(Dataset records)
--- START ---

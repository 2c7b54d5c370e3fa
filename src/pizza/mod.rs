pub mod builder;
pub mod error;
pub mod handlers;
pub mod models;
pub mod repository;

pub use builder::*;
pub use error::*;
pub use handlers::*;
pub use models::*;
pub use repository::*;
// Database repositories for users and tokens

use crate::auth::{error::AuthError, models::{RefreshToken, User}};
use sha2::{Digest, Sha256};
use sqlx::PgPool;

/// User repository for database operations
#[derive(Clone)]
pub struct UserRepository {
    pool: PgPool,
}

impl UserRepository {
    /// Create a new UserRepository
    pub fn new(pool: PgPool) -> Self {
        Self { pool }
    }

    /// Create a new user with the default customer role
    pub async fn create_user(&self, email: &str, password_hash: &str) -> Result<User, AuthError> {
        let user = sqlx::query_as::<_, User>(
            "INSERT INTO users (email, password_hash) VALUES ($1, $2) RETURNING id, email, password_hash, role, created_at"
        )
        .bind(email)
        .bind(password_hash)
        .fetch_one(&self.pool)
        .await
        .map_err(|e| {
            // Check for unique constraint violation
            if let sqlx::Error::Database(db_err) = &e {
                if db_err.is_unique_violation() {
                    return AuthError::EmailAlreadyExists;
                }
            }
            AuthError::DatabaseError(e.to_string())
        })?;

        Ok(user)
    }

    /// Find a user by email (case-insensitive)
    pub async fn find_by_email(&self, email: &str) -> Result<Option<User>, AuthError> {
        let user = sqlx::query_as::<_, User>(
            "SELECT id, email, password_hash, role, created_at FROM users WHERE LOWER(email) = LOWER($1)"
        )
        .bind(email)
        .fetch_optional(&self.pool)
        .await
        .map_err(|e| AuthError::DatabaseError(e.to_string()))?;

        Ok(user)
    }

    /// Find a user by ID
    pub async fn find_by_id(&self, id: i32) -> Result<Option<User>, AuthError> {
        let user = sqlx::query_as::<_, User>(
            "SELECT id, email, password_hash, role, created_at FROM users WHERE id = $1"
        )
        .bind(id)
        .fetch_optional(&self.pool)
        .await
        .map_err(|e| AuthError::DatabaseError(e.to_string()))?;

        Ok(user)
    }
}

/// Token repository for refresh token operations
#[derive(Clone)]
pub struct TokenRepository {
    pool: PgPool,
}

impl TokenRepository {
    /// Create a new TokenRepository
    pub fn new(pool: PgPool) -> Self {
        Self { pool }
    }

    /// Hash a token using SHA-256
    fn hash_token(token: &str) -> String {
        let mut hasher = Sha256::new();
        hasher.update(token.as_bytes());
        format!("{:x}", hasher.finalize())
    }

    /// Store a refresh token (hashed with SHA-256)
    pub async fn store_refresh_token(
        &self,
        user_id: i32,
        token: &str,
        expires_at: chrono::DateTime<chrono::Utc>,
    ) -> Result<(), AuthError> {
        let token_hash = Self::hash_token(token);

        sqlx::query(
            "INSERT INTO refresh_tokens (user_id, token_hash, expires_at) VALUES ($1, $2, $3)"
        )
        .bind(user_id)
        .bind(token_hash)
        .bind(expires_at)
        .execute(&self.pool)
        .await
        .map_err(|e| AuthError::DatabaseError(e.to_string()))?;

        Ok(())
    }

    /// Verify a refresh token exists and is not expired
    pub async fn verify_refresh_token(&self, token: &str) -> Result<Option<RefreshToken>, AuthError> {
        let token_hash = Self::hash_token(token);

        let refresh_token = sqlx::query_as::<_, RefreshToken>(
            "SELECT id, user_id, token_hash, expires_at, created_at
             FROM refresh_tokens
             WHERE token_hash = $1 AND expires_at > NOW()"
        )
        .bind(token_hash)
        .fetch_optional(&self.pool)
        .await
        .map_err(|e| AuthError::DatabaseError(e.to_string()))?;

        Ok(refresh_token)
    }

    /// Invalidate a refresh token
    pub async fn invalidate_token(&self, token: &str) -> Result<(), AuthError> {
        let token_hash = Self::hash_token(token);

        sqlx::query("DELETE FROM refresh_tokens WHERE token_hash = $1")
            .bind(token_hash)
            .execute(&self.pool)
            .await
            .map_err(|e| AuthError::DatabaseError(e.to_string()))?;

        Ok(())
    }

    /// Delete expired tokens
    pub async fn delete_expired_tokens(&self) -> Result<u64, AuthError> {
        let result = sqlx::query("DELETE FROM refresh_tokens WHERE expires_at < NOW()")
            .execute(&self.pool)
            .await
            .map_err(|e| AuthError::DatabaseError(e.to_string()))?;

        Ok(result.rows_affected())
    }
}
#[cfg(test)]
mod property_tests {
    use super::*;
    use chrono::Utc;
    use proptest::prelude::*;
    use rust_decimal_macros::dec;

    fn product(id: i32, price_cents: u32) -> Product {
        Product {
            id,
            category_id: None,
            name: format!("Sabor {}", id),
            description: None,
            price: Decimal::from(price_cents) / Decimal::from(100),
            image_url: None,
            is_vegetarian: false,
            is_featured: false,
            is_active: true,
            display_order: 0,
            created_at: Utc::now(),
            updated_at: Utc::now(),
        }
    }

    fn size_with_multiplier(multiplier_thousandths: u32, max_flavors: i32) -> PizzaSize {
        PizzaSize {
            id: 1,
            code: "G".to_string(),
            name: "Grande".to_string(),
            description: None,
            price_multiplier: Decimal::from(multiplier_thousandths) / Decimal::from(1000),
            max_flavors,
            display_order: 0,
            is_active: true,
            created_at: Utc::now(),
            updated_at: Utc::now(),
        }
    }

    /// Every flavor on an N-flavor pizza holds exactly 1/N and the
    /// fractions sum to one
    #[test]
    fn prop_fraction_invariant() {
        proptest!(|(count in 1usize..=8)| {
            let mut selection = PizzaSelection::new();
            selection.select_size(size_with_multiplier(1000, 8));

            for id in 0..count {
                selection.add_flavor(product(id as i32, 2000)).unwrap();
            }

            let expected = 1.0 / count as f64;
            for flavor in selection.flavors() {
                prop_assert!((flavor.fraction - expected).abs() < 1e-9);
            }

            let sum: f64 = selection.flavors().iter().map(|f| f.fraction).sum();
            prop_assert!((sum - 1.0).abs() < 1e-9);
        });
    }

    /// add_flavor never grows the set past the size cap
    #[test]
    fn prop_max_flavors_invariant() {
        proptest!(|(max_flavors in 1i32..=4, attempts in 1usize..=10)| {
            let mut selection = PizzaSelection::new();
            selection.select_size(size_with_multiplier(1000, max_flavors));

            for id in 0..attempts {
                let _ = selection.add_flavor(product(id as i32, 2500));
                prop_assert!(selection.flavors().len() <= max_flavors as usize);
            }
        });
    }

    /// Raising the size multiplier never lowers the computed price
    #[test]
    fn prop_price_monotonic_in_multiplier() {
        proptest!(|(
            m1 in 500u32..=3000,
            m2 in 500u32..=3000,
            prices in prop::collection::vec(500u32..=6000, 1..=4)
        )| {
            let (low, high) = if m1 <= m2 { (m1, m2) } else { (m2, m1) };

            let build = |multiplier: u32| {
                let mut selection = PizzaSelection::new();
                selection.select_size(size_with_multiplier(multiplier, 4));
                selection.select_border(Some(PizzaBorder {
                    id: 1,
                    name: "Cheddar".to_string(),
                    description: None,
                    additional_price: dec!(3.00),
                    display_order: 0,
                    is_active: true,
                    created_at: Utc::now(),
                    updated_at: Utc::now(),
                }));
                for (id, cents) in prices.iter().enumerate() {
                    selection.add_flavor(product(id as i32, *cents)).unwrap();
                }
                selection.total_price(&[])
            };

            prop_assert!(build(low) <= build(high));
        });
    }

    /// The price never drops below the border add-on plus the cheapest
    /// flavor contribution, and pricing ignores the fraction split
    #[test]
    fn prop_price_tracks_most_expensive_flavor() {
        proptest!(|(prices in prop::collection::vec(500u32..=6000, 1..=4))| {
            let mut selection = PizzaSelection::new();
            selection.select_size(size_with_multiplier(1000, 4));
            for (id, cents) in prices.iter().enumerate() {
                selection.add_flavor(product(id as i32, *cents)).unwrap();
            }

            let max_cents = *prices.iter().max().unwrap();
            let expected = Decimal::from(max_cents) / Decimal::from(100);
            prop_assert_eq!(selection.total_price(&[]), expected);
        });
    }
}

--- END ---

-- Work instructions --
The lines to show are those in the data above that include "attempts".

-- Answer below --
        proptest!(|(max_flavors in 1i32..=4, attempts in 1usize..=10)| {
            for id in 0..attempts {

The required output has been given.